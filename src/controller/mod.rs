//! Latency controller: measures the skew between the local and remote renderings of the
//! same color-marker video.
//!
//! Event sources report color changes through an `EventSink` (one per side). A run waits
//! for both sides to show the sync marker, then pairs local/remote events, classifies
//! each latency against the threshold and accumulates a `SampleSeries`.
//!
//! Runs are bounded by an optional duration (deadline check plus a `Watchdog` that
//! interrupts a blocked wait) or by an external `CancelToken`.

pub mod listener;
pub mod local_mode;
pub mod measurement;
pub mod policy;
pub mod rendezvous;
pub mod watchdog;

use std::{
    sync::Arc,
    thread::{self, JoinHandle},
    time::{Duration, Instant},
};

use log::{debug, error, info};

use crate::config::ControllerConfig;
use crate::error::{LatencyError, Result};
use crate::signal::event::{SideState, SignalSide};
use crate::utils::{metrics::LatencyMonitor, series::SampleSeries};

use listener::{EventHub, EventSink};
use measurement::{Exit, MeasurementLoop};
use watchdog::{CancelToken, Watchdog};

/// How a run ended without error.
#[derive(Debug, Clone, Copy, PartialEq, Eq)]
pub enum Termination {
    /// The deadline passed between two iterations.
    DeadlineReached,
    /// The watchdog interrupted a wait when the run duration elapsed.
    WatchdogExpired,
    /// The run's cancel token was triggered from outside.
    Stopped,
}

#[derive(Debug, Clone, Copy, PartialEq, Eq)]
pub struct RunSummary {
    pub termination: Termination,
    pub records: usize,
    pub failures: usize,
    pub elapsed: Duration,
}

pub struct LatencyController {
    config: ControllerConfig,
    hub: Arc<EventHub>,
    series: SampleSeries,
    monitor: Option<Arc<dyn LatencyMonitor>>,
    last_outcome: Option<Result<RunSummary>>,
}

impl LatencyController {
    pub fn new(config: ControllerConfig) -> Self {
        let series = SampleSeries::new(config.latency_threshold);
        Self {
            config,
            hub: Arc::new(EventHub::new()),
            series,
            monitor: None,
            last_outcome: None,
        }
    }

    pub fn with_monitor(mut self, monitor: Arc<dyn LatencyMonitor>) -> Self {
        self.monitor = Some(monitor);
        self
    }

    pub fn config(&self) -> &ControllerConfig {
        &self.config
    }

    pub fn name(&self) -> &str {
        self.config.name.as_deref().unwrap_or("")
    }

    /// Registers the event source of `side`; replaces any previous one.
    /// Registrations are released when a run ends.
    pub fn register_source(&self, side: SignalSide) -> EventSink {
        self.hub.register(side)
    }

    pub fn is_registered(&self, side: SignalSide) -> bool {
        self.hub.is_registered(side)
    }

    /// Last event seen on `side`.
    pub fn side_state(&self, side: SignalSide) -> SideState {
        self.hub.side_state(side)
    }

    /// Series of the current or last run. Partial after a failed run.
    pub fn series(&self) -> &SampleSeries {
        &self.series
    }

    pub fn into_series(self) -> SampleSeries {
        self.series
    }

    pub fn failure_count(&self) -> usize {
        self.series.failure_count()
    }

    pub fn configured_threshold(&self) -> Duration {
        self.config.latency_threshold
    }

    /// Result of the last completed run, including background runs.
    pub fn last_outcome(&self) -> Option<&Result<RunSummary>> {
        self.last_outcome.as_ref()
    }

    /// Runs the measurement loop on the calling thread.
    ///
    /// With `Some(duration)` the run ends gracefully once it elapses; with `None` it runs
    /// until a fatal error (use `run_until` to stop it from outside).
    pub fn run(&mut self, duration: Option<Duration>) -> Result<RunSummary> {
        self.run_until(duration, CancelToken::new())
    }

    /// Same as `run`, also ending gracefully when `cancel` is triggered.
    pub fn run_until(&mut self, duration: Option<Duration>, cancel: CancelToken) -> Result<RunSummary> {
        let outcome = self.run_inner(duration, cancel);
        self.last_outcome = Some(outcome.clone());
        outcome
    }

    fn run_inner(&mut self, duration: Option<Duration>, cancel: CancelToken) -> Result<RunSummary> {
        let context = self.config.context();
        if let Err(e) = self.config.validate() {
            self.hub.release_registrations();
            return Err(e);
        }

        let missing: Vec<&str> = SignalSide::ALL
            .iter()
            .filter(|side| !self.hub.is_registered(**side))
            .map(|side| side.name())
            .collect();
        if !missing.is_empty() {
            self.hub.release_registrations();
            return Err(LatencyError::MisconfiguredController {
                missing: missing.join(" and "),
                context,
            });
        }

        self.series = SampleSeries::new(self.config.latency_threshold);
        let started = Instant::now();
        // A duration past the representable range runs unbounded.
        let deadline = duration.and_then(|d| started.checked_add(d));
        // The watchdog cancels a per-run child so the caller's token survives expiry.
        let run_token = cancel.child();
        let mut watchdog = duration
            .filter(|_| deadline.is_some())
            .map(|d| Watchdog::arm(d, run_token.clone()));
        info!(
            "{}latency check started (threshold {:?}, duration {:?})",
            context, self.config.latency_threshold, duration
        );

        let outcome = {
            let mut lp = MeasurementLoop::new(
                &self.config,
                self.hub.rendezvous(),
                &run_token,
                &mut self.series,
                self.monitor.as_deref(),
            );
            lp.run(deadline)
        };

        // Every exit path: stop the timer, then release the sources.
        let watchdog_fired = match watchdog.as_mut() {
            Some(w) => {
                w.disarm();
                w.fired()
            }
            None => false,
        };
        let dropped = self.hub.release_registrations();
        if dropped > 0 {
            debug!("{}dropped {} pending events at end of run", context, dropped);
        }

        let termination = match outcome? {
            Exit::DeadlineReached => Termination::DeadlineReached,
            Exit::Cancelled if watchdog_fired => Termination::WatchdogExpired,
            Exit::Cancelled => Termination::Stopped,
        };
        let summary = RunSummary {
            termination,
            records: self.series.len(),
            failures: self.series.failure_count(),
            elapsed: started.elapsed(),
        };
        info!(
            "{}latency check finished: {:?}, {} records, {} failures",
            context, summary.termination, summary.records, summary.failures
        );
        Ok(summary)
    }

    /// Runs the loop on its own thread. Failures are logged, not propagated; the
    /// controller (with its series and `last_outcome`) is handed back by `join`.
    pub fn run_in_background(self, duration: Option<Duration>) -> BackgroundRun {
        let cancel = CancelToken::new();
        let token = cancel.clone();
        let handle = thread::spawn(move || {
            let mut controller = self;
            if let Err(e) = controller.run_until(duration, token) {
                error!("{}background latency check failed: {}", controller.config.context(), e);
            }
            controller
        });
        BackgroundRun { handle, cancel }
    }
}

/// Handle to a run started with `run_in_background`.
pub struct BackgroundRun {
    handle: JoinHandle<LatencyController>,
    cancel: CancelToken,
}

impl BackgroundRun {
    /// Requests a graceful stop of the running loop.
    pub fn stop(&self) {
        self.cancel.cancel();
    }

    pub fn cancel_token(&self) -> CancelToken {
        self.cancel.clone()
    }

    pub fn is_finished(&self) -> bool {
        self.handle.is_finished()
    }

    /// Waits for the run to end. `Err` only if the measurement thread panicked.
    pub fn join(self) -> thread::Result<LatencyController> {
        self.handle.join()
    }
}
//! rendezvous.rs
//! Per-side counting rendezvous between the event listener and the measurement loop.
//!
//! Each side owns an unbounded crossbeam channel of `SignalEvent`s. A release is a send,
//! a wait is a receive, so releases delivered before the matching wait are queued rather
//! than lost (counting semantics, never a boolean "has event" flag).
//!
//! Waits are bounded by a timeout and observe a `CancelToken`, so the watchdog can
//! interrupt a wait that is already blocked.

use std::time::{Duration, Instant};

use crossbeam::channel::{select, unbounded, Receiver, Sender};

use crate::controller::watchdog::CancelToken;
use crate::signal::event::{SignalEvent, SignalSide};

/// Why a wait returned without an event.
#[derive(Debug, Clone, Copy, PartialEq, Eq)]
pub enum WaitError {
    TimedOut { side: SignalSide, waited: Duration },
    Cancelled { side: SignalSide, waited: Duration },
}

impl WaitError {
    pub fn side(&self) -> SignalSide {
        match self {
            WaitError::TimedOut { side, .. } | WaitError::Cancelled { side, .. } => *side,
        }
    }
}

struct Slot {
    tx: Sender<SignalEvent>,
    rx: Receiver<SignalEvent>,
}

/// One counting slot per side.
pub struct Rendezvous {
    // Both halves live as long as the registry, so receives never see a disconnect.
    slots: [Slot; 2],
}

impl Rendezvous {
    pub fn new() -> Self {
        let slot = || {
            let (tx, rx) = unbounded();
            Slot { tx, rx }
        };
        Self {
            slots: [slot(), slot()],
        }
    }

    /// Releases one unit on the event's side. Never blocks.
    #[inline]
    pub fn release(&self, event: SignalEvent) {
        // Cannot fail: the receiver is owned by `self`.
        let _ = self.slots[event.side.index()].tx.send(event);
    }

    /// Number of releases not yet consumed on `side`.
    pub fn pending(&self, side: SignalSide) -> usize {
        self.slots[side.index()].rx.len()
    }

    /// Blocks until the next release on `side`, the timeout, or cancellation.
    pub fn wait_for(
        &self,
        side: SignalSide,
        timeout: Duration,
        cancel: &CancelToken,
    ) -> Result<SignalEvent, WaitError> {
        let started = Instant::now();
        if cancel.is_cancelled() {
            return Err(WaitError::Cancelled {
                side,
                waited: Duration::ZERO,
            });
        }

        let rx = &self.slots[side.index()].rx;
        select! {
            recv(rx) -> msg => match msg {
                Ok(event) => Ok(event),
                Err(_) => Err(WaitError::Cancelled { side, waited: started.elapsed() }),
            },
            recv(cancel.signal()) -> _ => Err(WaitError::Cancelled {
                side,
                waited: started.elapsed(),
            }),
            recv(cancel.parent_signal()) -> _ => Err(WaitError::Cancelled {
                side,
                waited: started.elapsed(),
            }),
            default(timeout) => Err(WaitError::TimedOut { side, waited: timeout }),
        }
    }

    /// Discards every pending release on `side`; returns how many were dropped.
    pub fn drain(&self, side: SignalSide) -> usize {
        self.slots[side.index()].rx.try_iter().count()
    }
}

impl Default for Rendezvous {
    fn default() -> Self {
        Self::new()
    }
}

• [Task requirements]: Bring together all lines from the listing that contain the word "triggered".

• [Output for this exercise]:
    /// The run's cancel token was triggered from outside.
    /// Same as `run`, also ending gracefully when `cancel` is triggered.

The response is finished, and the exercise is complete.